Colonial Times Come Alive

LIVING HISTORY DAY: Annual Ogdensburg event immerses students in past
By MATT MCALLISTER
JOHNSON NEWSPAPERS
SATURDAY, MAY 21, 2011

OGDENSBURG — Ogdensburg Free Academy seventh-grader Aidan M. Shea apologized to French minuteman George M. Cherepon for spilling gunpowder he was attempting to pour while rolling cartridges for a flintlock pistol Friday morning.

"Don't worry about neatness," said Mr. Cherepon, a retired teacher from Star Lake. "In battle, worrying about neatness will get you killed."

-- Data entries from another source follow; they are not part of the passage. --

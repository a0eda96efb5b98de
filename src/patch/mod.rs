//! Patch dispatch.
//!
//! Runs detection over a class group, validates the cross-half family
//! invariant, hands the work to the family patcher and shapes the
//! outcome into a [`PatchResult`]. The companion two-pass flow lives
//! here: patching the module half may rewrite companion bytes (offset
//! fields hoisted into the other half), after which the companion is
//! re-parsed and patched for its own lazy vals.

pub mod rewrite;
pub mod v0_1;
pub mod v3_7;

use tracing::debug;

use jclass::frames::{ObjectResolver, SuperTypeResolver};

use crate::detect::{detect, DetectionResult, Family, LazyValInstance};
use crate::errors::rewrite::RewriteError;
use crate::group::ClassGroup;
use crate::view::ClassView;

#[derive(Debug)]
pub enum PatchResult {
    Patched {
        name: String,
        bytes: Vec<u8>,
    },
    PatchedPair {
        module_name: String,
        companion_name: String,
        module_bytes: Vec<u8>,
        companion_bytes: Vec<u8>,
    },
    /// Already on the target layout (or no lazy vals at all).
    NotApplicable,
    Failed {
        diagnostic: String,
    },
}

/// Everything a human needs to see when detection evidence is
/// inconsistent: every field, every method, every lazy-val record of
/// every involved class.
fn diagnostic_dump(reason: &str, views: &[&ClassView], detections: &[&DetectionResult]) -> String {
    let mut out = String::new();
    out.push_str(reason);
    out.push('\n');
    for view in views {
        out.push_str(&format!("class {}\n", view.name));
        for field in &view.fields {
            out.push_str(&format!(
                "  field {} : {} (flags {:#06x})\n",
                field.name, field.descriptor, field.access_flags
            ));
        }
        for method in &view.methods {
            out.push_str(&format!("  method {} {}\n", method.name, method.descriptor));
        }
    }
    for detection in detections {
        match detection {
            DetectionResult::NoLazyVals => out.push_str("detected: no lazy vals\n"),
            DetectionResult::LazyValsFound { family, instances } => {
                out.push_str(&format!("detected family {family}:\n"));
                for instance in instances {
                    out.push_str(&format!("  {}\n", instance.summary()));
                }
            }
            DetectionResult::MixedFamilies { instances } => {
                out.push_str("detected mixed families:\n");
                for instance in instances {
                    out.push_str(&format!("  {}\n", instance.summary()));
                }
            }
        }
    }
    out
}

fn run_family_patch(
    family: &Family,
    primary: &ClassView,
    instances: &[LazyValInstance],
    companion: Option<&ClassView>,
    resolver: &dyn SuperTypeResolver,
) -> Result<Option<(Vec<u8>, Option<Vec<u8>>)>, RewriteError> {
    match family {
        Family::V38Plus => Ok(None),
        Family::V33V37 => v3_7::patch(primary, instances, companion).map(Some),
        Family::V30V31 | Family::V32 => {
            v0_1::patch(primary, instances, companion, resolver).map(Some)
        }
        Family::Unknown(_) => unreachable!("unknown families fail before dispatch"),
    }
}

fn patch_standalone(view: &ClassView, resolver: &dyn SuperTypeResolver) -> PatchResult {
    let detection = detect(view, None);
    match &detection {
        DetectionResult::NoLazyVals => PatchResult::NotApplicable,
        DetectionResult::MixedFamilies { .. } => PatchResult::Failed {
            diagnostic: diagnostic_dump(
                &format!("{} mixes lazy-val families", view.name),
                &[view],
                &[&detection],
            ),
        },
        DetectionResult::LazyValsFound { family, instances } => match family {
            Family::Unknown(reason) => PatchResult::Failed {
                diagnostic: diagnostic_dump(
                    &format!("{}: unsupported lazy-val pattern: {reason}", view.name),
                    &[view],
                    &[&detection],
                ),
            },
            _ => match run_family_patch(family, view, instances, None, resolver) {
                Ok(None) => PatchResult::NotApplicable,
                Ok(Some((bytes, _))) => PatchResult::Patched {
                    name: view.name.clone(),
                    bytes,
                },
                Err(error) => PatchResult::Failed {
                    diagnostic: format!("{}: {error}", view.name),
                },
            },
        },
    }
}

fn detection_parts(detection: &DetectionResult) -> Option<(&Family, &[LazyValInstance])> {
    match detection {
        DetectionResult::LazyValsFound { family, instances } => {
            Some((family, instances.as_slice()))
        }
        _ => None,
    }
}

fn patch_pair(
    module: &ClassView,
    companion: &ClassView,
    resolver: &dyn SuperTypeResolver,
) -> PatchResult {
    let module_detection = detect(module, Some(companion));
    let companion_detection = detect(companion, Some(module));

    if matches!(module_detection, DetectionResult::MixedFamilies { .. })
        || matches!(companion_detection, DetectionResult::MixedFamilies { .. })
    {
        return PatchResult::Failed {
            diagnostic: diagnostic_dump(
                &format!("{} / {} mix lazy-val families", module.name, companion.name),
                &[module, companion],
                &[&module_detection, &companion_detection],
            ),
        };
    }
    let module_parts = detection_parts(&module_detection);
    let companion_parts = detection_parts(&companion_detection);

    // Both halves populated: same family or it is a compiler bug.
    if let (Some((module_family, _)), Some((companion_family, _))) =
        (&module_parts, &companion_parts)
    {
        if !module_family.same_as(companion_family) {
            return PatchResult::Failed {
                diagnostic: diagnostic_dump(
                    &format!(
                        "{} is family {} but {} is family {}",
                        module.name, module_family, companion.name, companion_family
                    ),
                    &[module, companion],
                    &[&module_detection, &companion_detection],
                ),
            };
        }
    }
    for (view, parts) in [(module, &module_parts), (companion, &companion_parts)] {
        if let Some((Family::Unknown(reason), _)) = parts {
            return PatchResult::Failed {
                diagnostic: diagnostic_dump(
                    &format!("{}: unsupported lazy-val pattern: {reason}", view.name),
                    &[module, companion],
                    &[&module_detection, &companion_detection],
                ),
            };
        }
    }

    match (module_parts, companion_parts) {
        (None, None) => PatchResult::NotApplicable,
        (Some((Family::V38Plus, _)), _) | (_, Some((Family::V38Plus, _))) => {
            PatchResult::NotApplicable
        }
        // Only the nested-singleton half has lazy vals.
        (Some((family, instances)), None) => {
            match run_family_patch(family, module, instances, Some(companion), resolver) {
                Ok(None) => PatchResult::NotApplicable,
                Ok(Some((module_bytes, Some(companion_bytes)))) => PatchResult::PatchedPair {
                    module_name: module.name.clone(),
                    companion_name: companion.name.clone(),
                    module_bytes,
                    companion_bytes,
                },
                Ok(Some((module_bytes, None))) => PatchResult::Patched {
                    name: module.name.clone(),
                    bytes: module_bytes,
                },
                Err(error) => PatchResult::Failed {
                    diagnostic: format!("{}: {error}", module.name),
                },
            }
        }
        // Only the plain half has them: its offsets are its own.
        (None, Some((family, instances))) => {
            match run_family_patch(family, companion, instances, Some(module), resolver) {
                Ok(None) => PatchResult::NotApplicable,
                Ok(Some((companion_bytes, Some(module_bytes)))) => PatchResult::PatchedPair {
                    module_name: module.name.clone(),
                    companion_name: companion.name.clone(),
                    module_bytes,
                    companion_bytes,
                },
                Ok(Some((companion_bytes, None))) => PatchResult::Patched {
                    name: companion.name.clone(),
                    bytes: companion_bytes,
                },
                Err(error) => PatchResult::Failed {
                    diagnostic: format!("{}: {error}", companion.name),
                },
            }
        }
        // Both halves: patch the module, re-parse the intermediate
        // companion bytes, then patch the companion for its own lazy
        // vals.
        (Some((family, instances)), Some(_)) => {
            let first_pass =
                match run_family_patch(family, module, instances, Some(companion), resolver) {
                    Ok(Some(result)) => result,
                    Ok(None) => return PatchResult::NotApplicable,
                    Err(error) => {
                        return PatchResult::Failed {
                            diagnostic: format!("{}: {error}", module.name),
                        }
                    }
                };
            let (module_bytes, intermediate) = first_pass;
            let companion_view = match intermediate {
                Some(bytes) => match ClassView::parse(&bytes) {
                    Ok(view) => view,
                    Err(error) => {
                        return PatchResult::Failed {
                            diagnostic: format!(
                                "{}: intermediate companion bytes unparseable: {error}",
                                companion.name
                            ),
                        }
                    }
                },
                None => companion.clone(),
            };
            debug!(
                module = %module.name,
                companion = %companion.name,
                "second pass over companion half"
            );
            match patch_standalone(&companion_view, resolver) {
                PatchResult::Patched { bytes, .. } => PatchResult::PatchedPair {
                    module_name: module.name.clone(),
                    companion_name: companion.name.clone(),
                    module_bytes,
                    companion_bytes: bytes,
                },
                PatchResult::NotApplicable => PatchResult::Failed {
                    diagnostic: format!(
                        "{}: lazy vals detected on the first pass vanished on the second",
                        companion.name
                    ),
                },
                PatchResult::Failed { diagnostic } => PatchResult::Failed { diagnostic },
                PatchResult::PatchedPair { .. } => PatchResult::Failed {
                    diagnostic: format!(
                        "{}: standalone second pass produced a pair result",
                        companion.name
                    ),
                },
            }
        }
    }
}

/// Patches one class group. `resolver` supplies common-superclass
/// answers for frame recomputation; when absent every reference join
/// falls back to `java/lang/Object`.
pub fn patch(group: &ClassGroup, resolver: Option<&dyn SuperTypeResolver>) -> PatchResult {
    let fallback = ObjectResolver;
    let resolver = resolver.unwrap_or(&fallback);
    match group {
        ClassGroup::Single(view) => patch_standalone(view, resolver),
        ClassGroup::Pair { module, companion } => patch_pair(module, companion, resolver),
    }
}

The gunpowder wasn't real, but as Aidan and a classmate, Conner A. Perry, joined Mr. Cherepon for a spirited "Vive le Roi!" — French for "Long live the King" — the spirit of the annual Fort La Presentation Living History Day, held this year at Lockwood Arena, seemed evident.

Living History Day is the culmination of a yearlong project for fourth- and seventh-grade students from the Heuvelton Central, Ogdensburg City and Madrid-Waddington Central school districts, according to Julie M. Madlin, a junior high social studies teacher at Heuvelton and chairwoman for Fort La Presentation's education committee. She said students studied Fort La Presentation and the French and Indian War.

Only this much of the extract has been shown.